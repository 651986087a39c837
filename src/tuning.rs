//! Data-driven stage configuration
//!
//! A stage is loaded once, validated, and then owned by the game state.
//! Every section falls back to the stock values when omitted from JSON.

use std::path::Path;

use glam::Vec2;
use rand::Rng;
use serde::{Deserialize, Serialize};

use crate::StageError;
use crate::consts::*;
use crate::sim::effects::Effect;

/// Play field bounds. Walls on the left, right and top; the killzone below.
#[derive(Debug, Clone, PartialEq, Serialize, Deserialize)]
#[serde(default)]
pub struct FieldConfig {
    pub half_width: f32,
    pub top: f32,
    pub killzone_y: f32,
}

impl Default for FieldConfig {
    fn default() -> Self {
        Self {
            half_width: FIELD_HALF_WIDTH,
            top: FIELD_TOP,
            killzone_y: KILLZONE_Y,
        }
    }
}

impl FieldConfig {
    /// Horizontal line halfway between the killzone and the top wall
    pub fn midline(&self) -> f32 {
        (self.top + self.killzone_y) / 2.0
    }

    /// Uniform point above the midline, inset by `margin` from every wall
    pub fn random_upper_point<R: Rng>(&self, rng: &mut R, margin: f32) -> Vec2 {
        let x_limit = (self.half_width - margin).max(0.0);
        let y_min = self.midline();
        let y_max = (self.top - margin).max(y_min);
        let x = if x_limit > 0.0 {
            rng.random_range(-x_limit..=x_limit)
        } else {
            0.0
        };
        let y = if y_max > y_min {
            rng.random_range(y_min..=y_max)
        } else {
            y_min
        };
        Vec2::new(x, y)
    }
}

#[derive(Debug, Clone, PartialEq, Serialize, Deserialize)]
#[serde(default)]
pub struct PaddleConfig {
    pub y: f32,
    pub width: f32,
    pub height: f32,
    pub speed: f32,
    /// Degrees
    pub max_bounce_angle: f32,
}

impl Default for PaddleConfig {
    fn default() -> Self {
        Self {
            y: PADDLE_Y,
            width: PADDLE_WIDTH,
            height: PADDLE_HEIGHT,
            speed: PADDLE_SPEED,
            max_bounce_angle: PADDLE_MAX_BOUNCE_DEG,
        }
    }
}

#[derive(Debug, Clone, PartialEq, Serialize, Deserialize)]
#[serde(default)]
pub struct BallConfig {
    pub radius: f32,
    pub speed: f32,
    pub max_speed: f32,
    pub damage: f32,
    /// Vertical gap between paddle center and an attached ball
    pub paddle_offset: f32,
    /// Effects every ball spawned by the controller starts with
    pub effects: Vec<Effect>,
}

impl Default for BallConfig {
    fn default() -> Self {
        Self {
            radius: BALL_RADIUS,
            speed: BALL_SPEED,
            max_speed: BALL_MAX_SPEED,
            damage: BALL_DAMAGE,
            paddle_offset: BALL_PADDLE_OFFSET,
            effects: Vec::new(),
        }
    }
}

#[derive(Debug, Clone, PartialEq, Serialize, Deserialize)]
#[serde(default)]
pub struct RulesConfig {
    pub starting_lives: u32,
    /// Seconds spent in the life-lost state before the level resets
    pub life_lost_delay: f32,
    pub level: u32,
}

impl Default for RulesConfig {
    fn default() -> Self {
        Self {
            starting_lives: STARTING_LIVES,
            life_lost_delay: LIFE_LOST_DELAY,
            level: 1,
        }
    }
}

/// One brick placement
#[derive(Debug, Clone, PartialEq, Serialize, Deserialize)]
pub struct BrickPlacement {
    pub x: f32,
    pub y: f32,
    pub width: f32,
    pub height: f32,
    /// Number of damage states; this is the brick's starting health
    pub states: u32,
    #[serde(default = "default_points")]
    pub points: u32,
    #[serde(default)]
    pub unbreakable: bool,
}

fn default_points() -> u32 {
    1
}

/// Complete description of one stage
#[derive(Debug, Clone, PartialEq, Serialize, Deserialize)]
#[serde(default)]
pub struct StageConfig {
    pub field: FieldConfig,
    pub paddle: PaddleConfig,
    pub ball: BallConfig,
    pub rules: RulesConfig,
    pub bricks: Vec<BrickPlacement>,
}

impl Default for StageConfig {
    fn default() -> Self {
        Self::grid(1)
    }
}

impl StageConfig {
    /// Parse and validate a stage from JSON
    pub fn from_json(json: &str) -> Result<Self, StageError> {
        let config: StageConfig = serde_json::from_str(json)?;
        config.validate()?;
        Ok(config)
    }

    /// Read, parse and validate a stage file
    pub fn from_file(path: impl AsRef<Path>) -> Result<Self, StageError> {
        let json = std::fs::read_to_string(path)?;
        Self::from_json(&json)
    }

    pub fn to_json(&self) -> Result<String, StageError> {
        Ok(serde_json::to_string_pretty(self)?)
    }

    /// Standard layout for `level`: rows of bricks across the upper field,
    /// tougher toward the top, with an unbreakable pair from level 3 on
    pub fn grid(level: u32) -> Self {
        let field = FieldConfig::default();
        let rows = (4 + level / 2).min(7);
        let cols = 10u32;
        let gap = 0.1;
        let width = (field.half_width * 2.0 - gap * (cols + 1) as f32) / cols as f32;
        let height = 0.4;
        let top_row_y = field.top - 1.0;

        let mut bricks = Vec::with_capacity((rows * cols) as usize);
        for row in 0..rows {
            let y = top_row_y - row as f32 * (height + gap);
            // Top rows take three hits, bottom rows one
            let states = (3 - (row * 3 / rows)).max(1);
            for col in 0..cols {
                let x = -field.half_width + gap + width / 2.0 + col as f32 * (width + gap);
                let unbreakable = level >= 3 && row == rows - 1 && (col == 2 || col == cols - 3);
                bricks.push(BrickPlacement {
                    x,
                    y,
                    width,
                    height,
                    states,
                    points: states * 10,
                    unbreakable,
                });
            }
        }

        Self {
            field,
            paddle: PaddleConfig::default(),
            ball: BallConfig::default(),
            rules: RulesConfig {
                level,
                ..RulesConfig::default()
            },
            bricks,
        }
    }

    /// Check everything the simulation relies on
    pub fn validate(&self) -> Result<(), StageError> {
        let field = &self.field;
        if !(field.half_width > 0.0) || !(field.top > field.killzone_y) {
            return Err(StageError::InvalidField {
                half_width: field.half_width,
                killzone_y: field.killzone_y,
                top: field.top,
            });
        }

        let paddle = &self.paddle;
        if !(paddle.width > 0.0) || !(paddle.speed > 0.0) {
            return Err(StageError::InvalidPaddle {
                width: paddle.width,
                speed: paddle.speed,
            });
        }
        if !(paddle.y > field.killzone_y && paddle.y < field.top) {
            return Err(StageError::PaddleOutsideField {
                y: paddle.y,
                bottom: field.killzone_y,
                top: field.top,
            });
        }

        let ball = &self.ball;
        if !(ball.radius > 0.0) {
            return Err(StageError::InvalidBallRadius(ball.radius));
        }
        if !(ball.speed > 0.0) || !(ball.speed <= ball.max_speed) {
            return Err(StageError::InvalidBallSpeed {
                speed: ball.speed,
                max_speed: ball.max_speed,
            });
        }
        for effect in &ball.effects {
            effect.validate()?;
        }

        if self.rules.starting_lives == 0 {
            return Err(StageError::NoLives);
        }

        if self.bricks.is_empty() {
            return Err(StageError::NoBricks);
        }
        for (index, brick) in self.bricks.iter().enumerate() {
            if !brick.unbreakable && brick.states == 0 {
                return Err(StageError::EmptyBrickStates { index });
            }
            if !(brick.width > 0.0 && brick.height > 0.0) {
                return Err(StageError::InvalidBrickSize { index });
            }
        }

        Ok(())
    }
}

#[cfg(test)]
mod tests {
    use super::*;
    use crate::sim::effects::EffectKind;

    #[test]
    fn test_default_stage_is_valid() {
        let config = StageConfig::default();
        assert!(config.validate().is_ok());
        assert_eq!(config.bricks.len(), 40);
        assert!(config.bricks.iter().all(|b| !b.unbreakable));
    }

    #[test]
    fn test_grid_bricks_fit_field() {
        for level in 1..10 {
            let config = StageConfig::grid(level);
            assert!(config.validate().is_ok());
            for brick in &config.bricks {
                assert!(brick.x - brick.width / 2.0 >= -config.field.half_width);
                assert!(brick.x + brick.width / 2.0 <= config.field.half_width + 1e-4);
                assert!(brick.y < config.field.top);
                assert!(brick.y > config.field.midline());
            }
        }
        assert!(StageConfig::grid(3).bricks.iter().any(|b| b.unbreakable));
    }

    #[test]
    fn test_from_json_uses_defaults_for_missing_sections() {
        let json = r#"{
            "bricks": [
                { "x": 0.0, "y": 3.0, "width": 1.0, "height": 0.4, "states": 2 }
            ],
            "ball": { "effects": [ { "kind": "Pierce", "chance": 0.5 } ] }
        }"#;
        let config = StageConfig::from_json(json).expect("valid stage");
        assert_eq!(config.bricks[0].points, 1);
        assert!(!config.bricks[0].unbreakable);
        assert_eq!(config.paddle, PaddleConfig::default());
        assert_eq!(config.ball.effects[0].kind(), EffectKind::Pierce);
        assert_eq!(config.ball.speed, BALL_SPEED);
    }

    #[test]
    fn test_json_round_trip() {
        let config = StageConfig::grid(4);
        let json = config.to_json().expect("serializable");
        let parsed = StageConfig::from_json(&json).expect("valid stage");
        assert_eq!(parsed, config);
    }

    #[test]
    fn test_validation_errors() {
        let mut config = StageConfig::default();
        config.bricks[3].states = 0;
        assert!(matches!(
            config.validate(),
            Err(StageError::EmptyBrickStates { index: 3 })
        ));

        let mut config = StageConfig::default();
        config.bricks.clear();
        assert!(matches!(config.validate(), Err(StageError::NoBricks)));

        let mut config = StageConfig::default();
        config.paddle.width = 0.0;
        assert!(matches!(
            config.validate(),
            Err(StageError::InvalidPaddle { .. })
        ));

        let mut config = StageConfig::default();
        config.paddle.y = -20.0;
        assert!(matches!(
            config.validate(),
            Err(StageError::PaddleOutsideField { .. })
        ));

        let mut config = StageConfig::default();
        config.ball.speed = 20.0;
        assert!(matches!(
            config.validate(),
            Err(StageError::InvalidBallSpeed { .. })
        ));

        let mut config = StageConfig::default();
        config.ball.effects.push(Effect::Stick { chance: -0.1 });
        assert!(matches!(
            config.validate(),
            Err(StageError::InvalidChance { .. })
        ));

        assert!(matches!(
            StageConfig::from_json("{ not json"),
            Err(StageError::Json(_))
        ));
    }

    #[test]
    fn test_missing_file_is_io_error() {
        assert!(matches!(
            StageConfig::from_file("/nonexistent/stage.json"),
            Err(StageError::Io(_))
        ));
    }

    #[test]
    fn test_unbreakable_brick_may_have_zero_states() {
        let mut config = StageConfig::default();
        config.bricks[0].states = 0;
        config.bricks[0].unbreakable = true;
        assert!(config.validate().is_ok());
    }
}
----------
From the listing, copy every line where the string "BallConfig" appears.

Answer to the exercise:
pub struct BallConfig {
impl Default for BallConfig {
    pub ball: BallConfig,
            ball: BallConfig::default(),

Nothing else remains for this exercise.